Attempt success rate — Repeat-run reliability metric equal to successful counted attempts divided by counted attempts. This is distinct from pass_rate, which is reserved for assertion or expectation pass rate within a grading result.

Gate policy — The explicit rule that decides whether repeated attempts pass CI, such as all_attempts_successful, any_attempt_successful, attempt_success_rate_at_least, or mean_pass_rate_at_least. Without a repeat-run gate policy, AgentV preserves the normal single-run gate behavior and treats repeat statistics as report data.

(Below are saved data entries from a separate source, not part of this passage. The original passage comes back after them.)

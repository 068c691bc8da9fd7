//! The logical tables of a release, their physical names and field counts.

use serde::{Deserialize, Serialize};
use std::fmt;

#[derive(Debug, Clone, Copy, PartialEq, Eq, Hash, PartialOrd, Ord, Serialize, Deserialize)]
pub enum Table {
    Rank,
    Atom,
    Definition,
    Hierarchy,
    Relation,
    Attribute,
    SemanticTypeDefinition,
    SemanticType,
}

impl Table {
    /// Dependency order. Every later table joins on state built by earlier ones.
    pub const ORDER: [Table; 8] = [
        Table::Rank,
        Table::Atom,
        Table::Definition,
        Table::Hierarchy,
        Table::Relation,
        Table::Attribute,
        Table::SemanticTypeDefinition,
        Table::SemanticType,
    ];

    /// Physical member name stem (`MRCONSO.RRF` also matches `MRCONSO.RRF.aa.gz`).
    pub fn stem(self) -> &'static str {
        match self {
            Table::Rank => "MRRANK.RRF",
            Table::Atom => "MRCONSO.RRF",
            Table::Definition => "MRDEF.RRF",
            Table::Hierarchy => "MRHIER.RRF",
            Table::Relation => "MRREL.RRF",
            Table::Attribute => "MRSAT.RRF",
            Table::SemanticTypeDefinition => "SRDEF",
            Table::SemanticType => "MRSTY.RRF",
        }
    }

    /// Number of `|`-separated fields per line, including the trailing empty one.
    pub fn field_count(self) -> usize {
        match self {
            Table::Rank => 5,
            Table::Atom => 19,
            Table::Definition => 9,
            Table::Hierarchy => 10,
            Table::Relation => 17,
            Table::Attribute => 14,
            Table::SemanticTypeDefinition => 11,
            Table::SemanticType => 7,
        }
    }

    /// Semantic-type tables are attached to unified concepts only.
    pub fn needs_unified_concepts(self) -> bool {
        matches!(self, Table::SemanticTypeDefinition | Table::SemanticType)
    }

    /// Does a physical member file name hold (a part of) this table?
    pub fn matches_member(self, file_name: &str) -> bool {
        let stem = self.stem();
        file_name == stem
            || file_name
                .strip_prefix(stem)
                .is_some_and(|rest| rest.starts_with('.'))
    }
}

impl fmt::Display for Table {
    fn fmt(&self, f: &mut fmt::Formatter<'_>) -> fmt::Result {
        let name = match self {
            Table::Rank => "rank",
            Table::Atom => "atom",
            Table::Definition => "definition",
            Table::Hierarchy => "hierarchy",
            Table::Relation => "relation",
            Table::Attribute => "attribute",
            Table::SemanticTypeDefinition => "semantic-type-definition",
            Table::SemanticType => "semantic-type",
        };
        f.write_str(name)
    }
}
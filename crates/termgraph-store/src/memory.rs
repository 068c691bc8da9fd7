//! In-memory triple store.
//!
//! Facts are kept in append order; two indexes are maintained on every append:
//!
//! - forward: `(subject, predicate) -> fact ids`
//! - backward: `(predicate, node object) -> fact ids`
//!
//! Indexes are not serialized. Snapshots carry the interner, the fact list and
//! the blank-node counter; indexes are rebuilt on load.

use crate::{GraphSink, NodeRef, Object, StrId, StringInterner, Triple};
use ahash::AHashMap;
use anyhow::{anyhow, Result};
use serde::{Deserialize, Serialize};
use std::io::Write;
use std::path::Path;

const SNAPSHOT_MAGIC: &[u8; 8] = b"TGSNAP01";

#[derive(Debug, Clone, Copy, PartialEq, Eq, Serialize, Deserialize)]
pub struct StoreStats {
    pub facts: usize,
    pub iris: usize,
    pub blank_nodes: u64,
    pub literal_facts: usize,
    pub batches: u64,
    pub finished: bool,
}

#[derive(Debug, Default, Serialize, Deserialize)]
pub struct TripleStore {
    interner: StringInterner,
    facts: Vec<Triple>,
    next_blank: u64,
    batches: u64,
    finished: bool,
    #[serde(skip)]
    forward_index: AHashMap<(NodeRef, StrId), Vec<u32>>,
    #[serde(skip)]
    backward_index: AHashMap<(StrId, NodeRef), Vec<u32>>,
}

impl TripleStore {
    pub fn new() -> Self {
        Self::default()
    }

    pub fn interner(&self) -> &StringInterner {
        &self.interner
    }

    pub fn facts(&self) -> &[Triple] {
        &self.facts
    }

    pub fn len(&self) -> usize {
        self.facts.len()
    }

    pub fn is_empty(&self) -> bool {
        self.facts.is_empty()
    }

    pub fn is_finished(&self) -> bool {
        self.finished
    }

    /// Resolve an already-interned IRI to a node, without inserting.
    pub fn node(&self, iri: &str) -> Option<NodeRef> {
        self.interner.id_of(iri).map(NodeRef::Iri)
    }

    pub fn iri_of(&self, id: StrId) -> Option<&str> {
        self.interner.lookup(id)
    }

    fn add(&mut self, triple: Triple) {
        let id = self.facts.len() as u32;
        self.forward_index
            .entry((triple.subject, triple.predicate))
            .or_default()
            .push(id);
        if let Object::Node(node) = &triple.object {
            self.backward_index
                .entry((triple.predicate, *node))
                .or_default()
                .push(id);
        }
        self.facts.push(triple);
    }

    fn rebuild_indexes(&mut self) {
        let facts = std::mem::take(&mut self.facts);
        self.forward_index.clear();
        self.backward_index.clear();
        for triple in facts {
            self.add(triple);
        }
    }

    /// Objects of `subject -[predicate]-> ?`.
    pub fn objects(&self, subject: NodeRef, predicate: StrId) -> Vec<&Object> {
        self.forward_index
            .get(&(subject, predicate))
            .map(|ids| {
                ids.iter()
                    .filter_map(|&id| self.facts.get(id as usize))
                    .map(|t| &t.object)
                    .collect()
            })
            .unwrap_or_default()
    }

    /// Node objects of `subject -[predicate]-> ?`.
    pub fn object_nodes(&self, subject: NodeRef, predicate: StrId) -> Vec<NodeRef> {
        self.objects(subject, predicate)
            .into_iter()
            .filter_map(Object::as_node)
            .collect()
    }

    /// Subjects of `? -[predicate]-> object`.
    pub fn subjects(&self, predicate: StrId, object: NodeRef) -> Vec<NodeRef> {
        self.backward_index
            .get(&(predicate, object))
            .map(|ids| {
                ids.iter()
                    .filter_map(|&id| self.facts.get(id as usize))
                    .map(|t| t.subject)
                    .collect()
            })
            .unwrap_or_default()
    }

    /// Check whether `subject -[predicate]-> object` is present.
    pub fn contains(&self, subject: NodeRef, predicate: StrId, object: &Object) -> bool {
        self.objects(subject, predicate)
            .into_iter()
            .any(|o| o == object)
    }

    pub fn stats(&self) -> StoreStats {
        StoreStats {
            facts: self.facts.len(),
            iris: self.interner.len(),
            blank_nodes: self.next_blank,
            literal_facts: self
                .facts
                .iter()
                .filter(|t| matches!(t.object, Object::Literal(_)))
                .count(),
            batches: self.batches,
            finished: self.finished,
        }
    }

    // ========================================================================
    // Persistence
    // ========================================================================

    pub fn to_bytes(&self) -> Result<Vec<u8>> {
        let mut out = SNAPSHOT_MAGIC.to_vec();
        out.extend(bincode::serialize(self)?);
        Ok(out)
    }

    pub fn from_bytes(bytes: &[u8]) -> Result<Self> {
        let body = bytes
            .strip_prefix(SNAPSHOT_MAGIC.as_slice())
            .ok_or_else(|| anyhow!("not a termgraph snapshot (bad magic bytes)"))?;
        let mut store: TripleStore = bincode::deserialize(body)?;
        store.rebuild_indexes();
        Ok(store)
    }

    pub fn save_snapshot(&self, path: &Path) -> Result<()> {
        std::fs::write(path, self.to_bytes()?)?;
        Ok(())
    }

    pub fn load_snapshot(path: &Path) -> Result<Self> {
        Self::from_bytes(&std::fs::read(path)?)
    }

    /// Write every fact as N-Triples.
    pub fn write_ntriples<W: Write>(&self, mut writer: W) -> Result<()> {
        for triple in &self.facts {
            crate::ntriples::write_triple(&self.interner, triple, &mut writer)?;
        }
        writer.flush()?;
        Ok(())
    }
}

impl GraphSink for TripleStore {
    fn intern(&mut self, iri: &str) -> StrId {
        self.interner.intern(iri)
    }

    fn new_blank_node(&mut self) -> NodeRef {
        let id = self.next_blank;
        self.next_blank += 1;
        NodeRef::Blank(id)
    }

    fn append(&mut self, batch: Vec<Triple>) -> Result<()> {
        if self.finished {
            return Err(anyhow!("append after finish"));
        }
        if batch.is_empty() {
            return Ok(());
        }
        self.batches += 1;
        self.facts.reserve(batch.len());
        for triple in batch {
            self.add(triple);
        }
        Ok(())
    }

    fn finish(&mut self) -> Result<()> {
        self.finished = true;
        Ok(())
    }
}
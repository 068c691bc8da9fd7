//! Line streaming and record splitting.
//!
//! A physical table member may end mid-record (split releases, chunked
//! downloads). Lines are therefore kept as raw bytes until a complete record
//! has been assembled: a line whose field count is wrong is handed back as a
//! [`Remnant`] and prepended to the first line of the next member. Splitting
//! at any byte offset, even inside a multi-byte character, reassembles to the
//! original record.

use std::io::{self, BufRead};

/// Pull-based iterator over the `\n`-terminated lines of a reader, as bytes.
///
/// The terminator (and a preceding `\r`) is stripped. A final line without a
/// terminator is still yielded.
pub struct TableLines<R> {
    inner: R,
}

impl<R: BufRead> TableLines<R> {
    pub fn new(inner: R) -> Self {
        Self { inner }
    }
}

impl<'a> TableLines<&'a [u8]> {
    pub fn from_bytes(bytes: &'a [u8]) -> Self {
        Self::new(bytes)
    }
}

impl<R: BufRead> Iterator for TableLines<R> {
    type Item = io::Result<Vec<u8>>;

    fn next(&mut self) -> Option<Self::Item> {
        let mut line = Vec::new();
        match self.inner.read_until(b'\n', &mut line) {
            Ok(0) => None,
            Ok(_) => {
                if line.last() == Some(&b'\n') {
                    line.pop();
                    if line.last() == Some(&b'\r') {
                        line.pop();
                    }
                }
                Some(Ok(line))
            }
            Err(e) => Some(Err(e)),
        }
    }
}

/// The unconsumed partial record at the end of a member.
#[derive(Debug, Clone, Default, PartialEq, Eq)]
pub struct Remnant(Vec<u8>);

impl Remnant {
    pub fn new(bytes: Vec<u8>) -> Self {
        Self(bytes)
    }

    pub fn is_empty(&self) -> bool {
        self.0.is_empty()
    }

    pub fn len(&self) -> usize {
        self.0.len()
    }

    pub fn as_bytes(&self) -> &[u8] {
        &self.0
    }

    /// Prepend this remnant to `line`, consuming it.
    pub fn join(&mut self, line: Vec<u8>) -> Vec<u8> {
        if self.0.is_empty() {
            return line;
        }
        let mut joined = std::mem::take(&mut self.0);
        joined.extend_from_slice(&line);
        joined
    }
}

/// Split a record on `|`. Returns `None` when the field count is not
/// `field_count`, i.e. the line is a fragment.
///
/// The trailing empty field produced by the final `|` is dropped from the
/// result, so a complete record yields `field_count - 1` fields.
pub fn split_record(line: &[u8], field_count: usize) -> Option<Vec<&[u8]>> {
    let mut fields: Vec<&[u8]> = line.split(|b| *b == b'|').collect();
    if fields.len() != field_count {
        return None;
    }
    fields.pop();
    Some(fields)
}
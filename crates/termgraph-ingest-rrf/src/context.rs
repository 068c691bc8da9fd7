//! Shared import state.
//!
//! Every parser and the finalizer receive `&mut ImportContext`. The context
//! owns the sink, the output buffer and every cross-reference map. Large maps
//! are released as soon as the last table that reads them is done:
//!
//! | State | Filled by | Released after |
//! |---|---|---|
//! | atom → original | atom | attribute |
//! | original → terms | atom | atom (label emission) |
//! | seen relations, partial relations, groups | relation | relation |
//! | parent graphs, deferred restrictions, unified links | atom … relation | finalization |

use crate::config::ImportConfig;
use crate::cycles::ParentGraph;
use crate::table::Table;
use crate::{Result, ROOT_SOURCE};
use ahash::{AHashMap, AHashSet};
use serde::Serialize;
use std::collections::BTreeSet;
use termgraph_store::{vocab, GraphSink, Literal, NodeRef, Object, StrId, Triple};

// ============================================================================
// Terms
// ============================================================================

/// A synonym. Field order is the label-selection order: priority first, then
/// text, then language.
#[derive(Debug, Clone, PartialEq, Eq, PartialOrd, Ord, Hash)]
pub struct Term {
    pub priority: i64,
    pub text: String,
    pub language: String,
}

impl Term {
    pub fn new(priority: i64, text: impl Into<String>, language: impl Into<String>) -> Self {
        Self {
            priority,
            text: text.into(),
            language: language.into(),
        }
    }
}

/// The display label: the greatest term.
pub fn select_label(terms: &[Term]) -> Option<&Term> {
    terms.iter().max()
}

/// All synonyms, sorted and deduplicated.
pub fn synonyms(terms: &[Term]) -> Vec<&Term> {
    let mut all: Vec<&Term> = terms.iter().collect();
    all.sort();
    all.dedup();
    all
}

// ============================================================================
// Vocabulary
// ============================================================================

/// Interned handles of every fixed IRI the importer writes.
#[derive(Debug, Clone, Copy)]
pub struct Vocabulary {
    pub rdf_type: StrId,
    pub rdf_first: StrId,
    pub rdf_rest: StrId,
    pub rdf_nil: StrId,
    pub subclass_of: StrId,
    pub label: StrId,
    pub owl_class: StrId,
    pub restriction: StrId,
    pub on_property: StrId,
    pub some_values_from: StrId,
    pub all_values_from: StrId,
    pub union_of: StrId,
    pub equivalent_class: StrId,
    pub inverse_of: StrId,
    pub object_property: StrId,
    pub annotation_property: StrId,

    pub concept: StrId,
    pub semantic_type: StrId,
    pub group: StrId,
    pub originals: StrId,
    pub unifieds: StrId,
    pub groups: StrId,
    pub synonyms: StrId,
    pub terminology: StrId,
    pub definitions: StrId,
    pub class_property_type: StrId,
    pub source_root: StrId,
    pub unified_root: StrId,
}
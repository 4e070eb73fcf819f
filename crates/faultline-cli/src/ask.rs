use anyhow::Result;

use faultline_rag::{AskOptions, RagEngine};

use crate::app::AppContext;
use crate::search::print_results;

pub async fn run_ask(app: &AppContext, query: &str, options: &AskOptions) -> Result<()> {
    let engine = RagEngine::new(app.store.clone(), app.search.clone(), app.backend.clone());
    let answer = engine.answer(query, options).await?;

    println!("{}", answer.answer);

    // Raw matches afterwards, for judging whether the answer is grounded.
    println!();
    if answer.results.is_empty() {
        println!("No matches at or above the similarity threshold.");
    } else {
        println!("Matches:");
        print_results(&answer.results);
    }

    Ok(())
}
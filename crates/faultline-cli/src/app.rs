//! Shared wiring for command handlers.

use anyhow::Result;
use std::sync::Arc;
use tracing::info;

use faultline_core::{EmbeddingBackend, InferenceBackend};
use faultline_db::{create_pool, PgIncidentStore, PgSimilaritySearch};
use faultline_inference::OllamaBackend;

/// Connected collaborators every database-backed command needs.
pub struct AppContext {
    pub store: Arc<PgIncidentStore>,
    pub search: Arc<PgSimilaritySearch>,
    pub backend: Arc<dyn InferenceBackend>,
}

impl AppContext {
    pub async fn connect(database_url: &str) -> Result<Self> {
        let pool = create_pool(database_url).await?;
        let store = Arc::new(PgIncidentStore::new(pool.clone()));
        let search = Arc::new(PgSimilaritySearch::new(pool));
        let backend = make_backend()?;
        Ok(Self {
            store,
            search,
            backend,
        })
    }
}

/// Select the inference backend from `FAULTLINE_BACKEND` (default `ollama`).
pub fn make_backend() -> Result<Arc<dyn InferenceBackend>> {
    let choice = std::env::var("FAULTLINE_BACKEND").unwrap_or_else(|_| "ollama".to_string());
    let backend: Arc<dyn InferenceBackend> = match choice.as_str() {
        "ollama" => Arc::new(OllamaBackend::from_env()),
        #[cfg(feature = "openai")]
        "openai" => Arc::new(faultline_inference::OpenAIBackend::from_env()?),
        other => anyhow::bail!("Unknown inference backend '{other}' in FAULTLINE_BACKEND"),
    };
    info!(
        backend = %choice,
        model = EmbeddingBackend::model_name(backend.as_ref()),
        "Inference backend initialized"
    );
    Ok(backend)
}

Flaky eval outcome — A repeat-run aggregate whose attempts disagree, or whose failure classification points at verifier, infrastructure, or timeout instability rather than a stable model-quality failure.

Release Channels

Stable release — A package publication channel whose surfaces are treated as compatibility commitments for normal users.

Next tag — A prerelease package channel used to validate upcoming AgentV surfaces before they become stable compatibility commitments.

Next-tag-only surfaces may be hard-corrected before stable release when preserving them would encode an unsafe or misleading contract. Stable-release surfaces need an explicit compatibility or migration strategy.